♦ Les griffes et les crocs ♦(Roman) Dragon Saga
AUTEUR : Jo WALTON
(Gb)
EDITEUR : DENOËL-Lunes d’Encre, 8/2017 — 412
p., 21.90 €
TO : Tooth
and claw, Tor Books, 2003
TRADUCTION : Florence Dolisi
COUVERTURE : Aurélien Police
Critiques : www.elbakin.net
(Siriane)
→ Ce nouveau roman de l’auteur
galloise du cycle de Morwenna débute par l’agonie de Bon Agornin, un énorme
dragon, assisté dans son trépas par Penn, un prêtre dragon, qui s’empresse de
lui dévorer les yeux dés qu’il a recueilli ses dernières paroles. Un entrée en
matière plutôt déroutante pour un lecteur lambda qui ne sait pas encore qu’il
va vivre dans prés de 400 pages au sein d’une société de dragons très anthropomorphe.
Celle-ci se caractérise par deux points principaux. D’abord, son obédience victorienne
car, pour écrire se lire, Jo Walton aurait pris pour modèle le récit du célèbre
auteur britannique Anthony Trollope, Framley
Parsonnage. Dés lors on ne s’étonnera guère de voir nos chers dragons
évoluer selon un strict code de convenance débouchant sur des catégories
sociales bien définies où les nobles occupent le haut du pavé. Gros et
imposants, ils peuvent voler, sont à la tête d’un fief et de richesses
considérables en rapport avec leur statut social (Illustre, Respecté, Digne Eminent)
et dominent tout un peuple de serfs aux ailes attachées. Bien entendu l’ensemble
de ce monde est avant tout patriarcal et les femmes, qui ne peuvent tomber
amoureuses qu’une fois, émoi trahi par le subit rosissement de leurs écailles,
ne pensent qu’à trouver l’élu de leur cœur qui leur assurera protection et longue
descendance. Cette dernière d’ailleurs nous permet de rebondir sur l’autre
originalité de ce roman : nos dragons sont des cannibales.
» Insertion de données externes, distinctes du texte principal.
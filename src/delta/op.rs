//! Op: one insert, retain or delete run of a delta
//!
//! Payloads are closed sum types, so every combination the algebra has to
//! handle is visible to the compiler:
//!
//! - insert: text, a count of opaque embeds, or one embedded sub-document
//! - retain: a count, or a nested delta edited inside one embedded unit
//! - delete: a count

use super::attributes::AttributeMap;
use super::Delta;
use serde::ser::{Serialize, SerializeMap, Serializer};

/// Payload of an insert run
#[derive(Debug, Clone, PartialEq)]
pub enum InsertPayload {
    /// Ordered characters; length is the number of `char`s
    Text(String),

    /// `n` indivisible embedded units
    Embed(usize),

    /// One embedded sub-document
    Delta(Delta),
}

/// Payload of a retain run
#[derive(Debug, Clone, PartialEq)]
pub enum RetainPayload {
    /// Keep `n` units unchanged (possibly reformatting them)
    Count(usize),

    /// Edit the inside of the single embedded unit at the cursor
    Delta(Delta),
}

/// What a run does
#[derive(Debug, Clone, PartialEq)]
pub enum OpKind {
    Insert(InsertPayload),
    Retain(RetainPayload),
    Delete(usize),
}

/// Discriminant of a run, as reported by the run iterator
#[derive(Debug, Clone, Copy, PartialEq, Eq, Hash)]
pub enum OpType {
    Insert,
    Retain,
    Delete,
}

/// A single run: kind plus optional attributes and identity key
#[derive(Debug, Clone, PartialEq)]
pub struct Op {
    pub kind: OpKind,

    /// Formatting attributes; never `Some` of an empty map once inside a delta
    pub attributes: Option<AttributeMap>,

    /// Identity key correlating the same embedded unit across two versions
    pub key: Option<u64>,
}

impl Op {
    /// Insert run without attributes
    pub fn insert(payload: impl Into<InsertPayload>) -> Self {
        Self::from_kind(OpKind::Insert(payload.into()))
    }

    /// Retain run without attributes
    pub fn retain(payload: impl Into<RetainPayload>) -> Self {
        Self::from_kind(OpKind::Retain(payload.into()))
    }

    /// Delete run
    pub fn delete(length: usize) -> Self {
        Self::from_kind(OpKind::Delete(length))
    }

    fn from_kind(kind: OpKind) -> Self {
        Self {
            kind,
            attributes: None,
            key: None,
        }
    }

    /// Replace the attributes of this run
    pub fn with_attributes(mut self, attributes: Option<AttributeMap>) -> Self {
        self.attributes = attributes;
        self
    }

    /// Replace the identity key of this run
    pub fn with_key(mut self, key: Option<u64>) -> Self {
        self.key = key;
        self
    }

    /// Length the run occupies in the surrounding document.
    ///
    /// Delta-valued runs always count as one unit, however large the nested
    /// document is.
    pub fn len(&self) -> usize {
        match &self.kind {
            OpKind::Delete(length) => *length,
            OpKind::Retain(RetainPayload::Count(length)) => *length,
            OpKind::Retain(RetainPayload::Delta(_)) => 1,
            OpKind::Insert(InsertPayload::Text(text)) => text.chars().count(),
            OpKind::Insert(InsertPayload::Embed(count)) => *count,
            OpKind::Insert(InsertPayload::Delta(_)) => 1,
        }
    }

    /// Whether the run occupies no length at all
    pub fn is_empty(&self) -> bool {
        self.len() == 0
    }

    pub fn op_type(&self) -> OpType {
        match self.kind {
            OpKind::Insert(_) => OpType::Insert,
            OpKind::Retain(_) => OpType::Retain,
            OpKind::Delete(_) => OpType::Delete,
        }
    }

    pub fn is_insert(&self) -> bool {
        matches!(self.kind, OpKind::Insert(_))
    }

    pub fn is_delete(&self) -> bool {
        matches!(self.kind, OpKind::Delete(_))
    }

    /// Retain of a plain count with no attributes: a no-op over its span
    pub fn is_bare_retain(&self) -> bool {
        matches!(self.kind, OpKind::Retain(RetainPayload::Count(_))) && self.attributes.is_none()
    }

    /// Whether an identity key means anything on this run
    pub(crate) fn accepts_key(&self) -> bool {
        matches!(
            self.kind,
            OpKind::Insert(InsertPayload::Embed(1)) | OpKind::Insert(InsertPayload::Delta(_))
        )
    }
}

impl From<&str> for InsertPayload {
    fn from(text: &str) -> Self {
        InsertPayload::Text(text.to_string())
    }
}

impl From<String> for InsertPayload {
    fn from(text: String) -> Self {
        InsertPayload::Text(text)
    }
}

impl From<usize> for InsertPayload {
    fn from(count: usize) -> Self {
        InsertPayload::Embed(count)
    }
}

impl From<Delta> for InsertPayload {
    fn from(delta: Delta) -> Self {
        InsertPayload::Delta(delta)
    }
}

impl From<usize> for RetainPayload {
    fn from(count: usize) -> Self {
        RetainPayload::Count(count)
    }
}

impl From<Delta> for RetainPayload {
    fn from(delta: Delta) -> Self {
        RetainPayload::Delta(delta)
    }
}

// Run objects: {"insert": ..., "attributes": {...}, "key": n}
impl Serialize for Op {
    fn serialize<S>(&self, serializer: S) -> Result<S::Ok, S::Error>
    where
        S: Serializer,
    {
        let mut map = serializer.serialize_map(None)?;
        match &self.kind {
            OpKind::Insert(InsertPayload::Text(text)) => map.serialize_entry("insert", text)?,
            OpKind::Insert(InsertPayload::Embed(count)) => map.serialize_entry("insert", count)?,
            OpKind::Insert(InsertPayload::Delta(delta)) => map.serialize_entry("insert", delta)?,
            OpKind::Retain(RetainPayload::Count(count)) => map.serialize_entry("retain", count)?,
            OpKind::Retain(RetainPayload::Delta(delta)) => map.serialize_entry("retain", delta)?,
            OpKind::Delete(length) => map.serialize_entry("delete", length)?,
        }
        if let Some(attributes) = &self.attributes {
            map.serialize_entry("attributes", attributes)?;
        }
        if let Some(key) = self.key {
            map.serialize_entry("key", &key)?;
        }
        map.end()
    }
}
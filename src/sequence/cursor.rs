//! Explain a change as a single splice at the user's cursor

use super::{ends_with_pair_start, starts_with_pair_end, CursorHint, Diff, DiffItem, Range};

/// Before/removed/added/after split of an edit
struct Splice<'a, T> {
    before: &'a [T],
    old_middle: &'a [T],
    new_middle: &'a [T],
    after: &'a [T],
}

/// Edit script consisting of one splice consistent with the cursor hint.
///
/// Tried in order: an insert or delete just before the old cursor, one just
/// after it, then a replacement of the old selection. `None` when the change
/// cannot be explained that way; inputs are assumed to differ.
pub(super) fn find_cursor_edit_diff<T: DiffItem>(
    old: &[T],
    new: &[T],
    hint: &CursorHint,
) -> Option<Vec<Diff<T>>> {
    let (old_range, new_range) = match *hint {
        CursorHint::Position(index) => (Range::new(index, 0), None),
        CursorHint::Selection { old, new } => (old, Some(new)),
    };

    if old_range.length == 0 && new_range.map_or(true, |range| range.length == 0) {
        let new_cursor = new_range.map(|range| range.index);
        if let Some(splice) = edit_before(old, new, old_range.index, new_cursor) {
            return make_edit_splice(splice);
        }
        if let Some(splice) = edit_after(old, new, old_range.index, new_cursor) {
            return make_edit_splice(splice);
        }
    }

    if old_range.length > 0 && new_range.is_some_and(|range| range.length == 0) {
        if let Some(splice) = replace_range(old, new, old_range) {
            return make_edit_splice(splice);
        }
    }

    None
}

/// Insert or delete right before the old cursor
fn edit_before<'a, T: DiffItem>(
    old: &'a [T],
    new: &'a [T],
    old_cursor: usize,
    expected_new_cursor: Option<usize>,
) -> Option<Splice<'a, T>> {
    if old_cursor > old.len() {
        return None;
    }
    let new_cursor = (old_cursor + new.len()).checked_sub(old.len())?;
    if expected_new_cursor.is_some_and(|cursor| cursor != new_cursor) || new_cursor > new.len() {
        return None;
    }

    let (old_before, old_after) = old.split_at(old_cursor);
    let (new_before, new_after) = new.split_at(new_cursor);
    if new_after != old_after {
        return None;
    }

    let prefix_length = old_cursor.min(new_cursor);
    let (old_prefix, old_middle) = old_before.split_at(prefix_length);
    let (new_prefix, new_middle) = new_before.split_at(prefix_length);
    if old_prefix != new_prefix {
        return None;
    }

    Some(Splice {
        before: old_prefix,
        old_middle,
        new_middle,
        after: old_after,
    })
}

/// Insert or forward delete right after the old cursor
fn edit_after<'a, T: DiffItem>(
    old: &'a [T],
    new: &'a [T],
    cursor: usize,
    expected_new_cursor: Option<usize>,
) -> Option<Splice<'a, T>> {
    if expected_new_cursor.is_some_and(|new_cursor| new_cursor != cursor)
        || cursor > old.len()
        || cursor > new.len()
    {
        return None;
    }

    let (old_before, old_after) = old.split_at(cursor);
    let (new_before, new_after) = new.split_at(cursor);
    if new_before != old_before {
        return None;
    }

    let suffix_length = old_after.len().min(new_after.len());
    let (old_middle, old_suffix) = old_after.split_at(old_after.len() - suffix_length);
    let (new_middle, new_suffix) = new_after.split_at(new_after.len() - suffix_length);
    if old_suffix != new_suffix {
        return None;
    }

    Some(Splice {
        before: old_before,
        old_middle,
        new_middle,
        after: old_suffix,
    })
}

/// The old selection was replaced by whatever now sits between the same
/// prefix and suffix
fn replace_range<'a, T: DiffItem>(old: &'a [T], new: &'a [T], range: Range) -> Option<Splice<'a, T>> {
    let end = range.index.checked_add(range.length)?;
    if end > old.len() {
        return None;
    }

    let old_prefix = &old[..range.index];
    let old_suffix = &old[end..];
    let prefix_length = old_prefix.len();
    let suffix_length = old_suffix.len();
    if new.len() < prefix_length + suffix_length {
        return None;
    }

    let new_prefix = &new[..prefix_length];
    let new_suffix = &new[new.len() - suffix_length..];
    if old_prefix != new_prefix || old_suffix != new_suffix {
        return None;
    }

    Some(Splice {
        before: old_prefix,
        old_middle: &old[prefix_length..old.len() - suffix_length],
        new_middle: &new[prefix_length..new.len() - suffix_length],
        after: old_suffix,
    })
}

/// Turn a splice into runs; refuse splices that would cut a surrogate pair
fn make_edit_splice<T: DiffItem>(splice: Splice<'_, T>) -> Option<Vec<Diff<T>>> {
    if ends_with_pair_start(splice.before) || starts_with_pair_end(splice.after) {
        return None;
    }

    let diffs = [
        Diff::equal(splice.before.to_vec()),
        Diff::delete(splice.old_middle.to_vec()),
        Diff::insert(splice.new_middle.to_vec()),
        Diff::equal(splice.after.to_vec()),
    ]
    .into_iter()
    .filter(|diff| !diff.items.is_empty())
    .collect();
    Some(diffs)
}

#[cfg(test)]
mod tests {
    use super::*;
    use crate::sequence::DiffOp;

    fn chars(text: &str) -> Vec<char> {
        text.chars().collect()
    }

    #[test]
    fn test_position_insert_at_cursor() {
        let diffs = find_cursor_edit_diff(&chars("abc"), &chars("abXc"), &CursorHint::Position(2))
            .unwrap();
        assert_eq!(
            diffs,
            vec![
                Diff::equal(chars("ab")),
                Diff::insert(chars("X")),
                Diff::equal(chars("c")),
            ]
        );
    }

    #[test]
    fn test_position_not_matching_edit() {
        // Change happened far from the cursor
        let result = find_cursor_edit_diff(&chars("abcdef"), &chars("abcdeX"), &CursorHint::Position(1));
        assert!(result.is_none());
    }

    #[test]
    fn test_selection_with_mismatched_new_cursor() {
        let hint = CursorHint::Selection {
            old: Range::new(1, 0),
            new: Range::new(3, 0),
        };
        assert!(find_cursor_edit_diff(&chars("xxx"), &chars("xx"), &hint).is_none());
    }

    #[test]
    fn test_refuses_to_split_surrogate_pair() {
        // Cursor between the two halves of a pair
        let old = [0xD83Du16, 0xDE00];
        let new = [0xD83Du16, 0x0078, 0xDE00];
        assert!(find_cursor_edit_diff(&old, &new, &CursorHint::Position(1)).is_none());

        let old: Vec<u16> = "a😀".encode_utf16().collect();
        let new: Vec<u16> = "a😀b".encode_utf16().collect();
        let diffs = find_cursor_edit_diff(&old, &new, &CursorHint::Position(3)).unwrap();
        assert_eq!(diffs[0].op, DiffOp::Equal);
        assert_eq!(diffs[1], Diff::insert(vec![0x0062]));
    }
}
En effet, à la
mort de Bon Agornin, sa famille s’est empressée de se partager sa carcasse, car
les dragons ne peuvent grossir, et dés lors acquérir plus de puissance, qu’en mangeant
de la viande d’autres dragons. Un repas de fête qui, comme de juste, est
réservé aux nobles, ne dédaignant pas, à l’occasion, à ingurgiter leurs propres
enfants si ceux-ci présentent des faiblesses qui pourraient nuire à l’épanouissement
de leur lignée. Ces agapes ne sont pas toutefois sans conséquences, car,
frustrés par la part de roi que l’Illustre Daverak, l’époux de Beren, l’une des
filles de Bon Agornin a prélevé dans la dépouille du défunt, ses autres
enfants, l’ambitieux Avan en tête, lui intentent un procès pour spoliation de
bien. La suite du roman va se construire à cheval sur le déroulement de cette
procédure judiciaire et sur les péripéties amoureuses de Haner et Selendra, sœurs
de couvées et autres filles de Bon Agornin. Au fil de demandes en mariages
successives, de séquestrations et de manigances en tous genres, nous allons
être invités à partager les préoccupations, souvent bien terre à terre, d’une
société refermée sur elle-même qui permet à Jo Walton de parfaire sa critique
de moeurs victoriennes empreintes de sauvagerie et de cruauté sous des atours
poudrés et des apparences de bonnes manières. Le lecteur français friand de
romantisme anglais y retrouvera des accents à la Jane Austen, plus connue que Trollope
de ce côté-ci de la Manche, et ne pourra que se plonger avec une surprise mêlée
d’une certaine admiration dans cette façon souvent drôle et originale d’aborder
ce qui fut une période clé de la vie de nos chers voisins britanniques sans
omettre les rapports avec le religieux et l’importance du joug de la servitude,
certains fidèles valets allant jusqu’à finir dans l’estomac de leurs maîtres.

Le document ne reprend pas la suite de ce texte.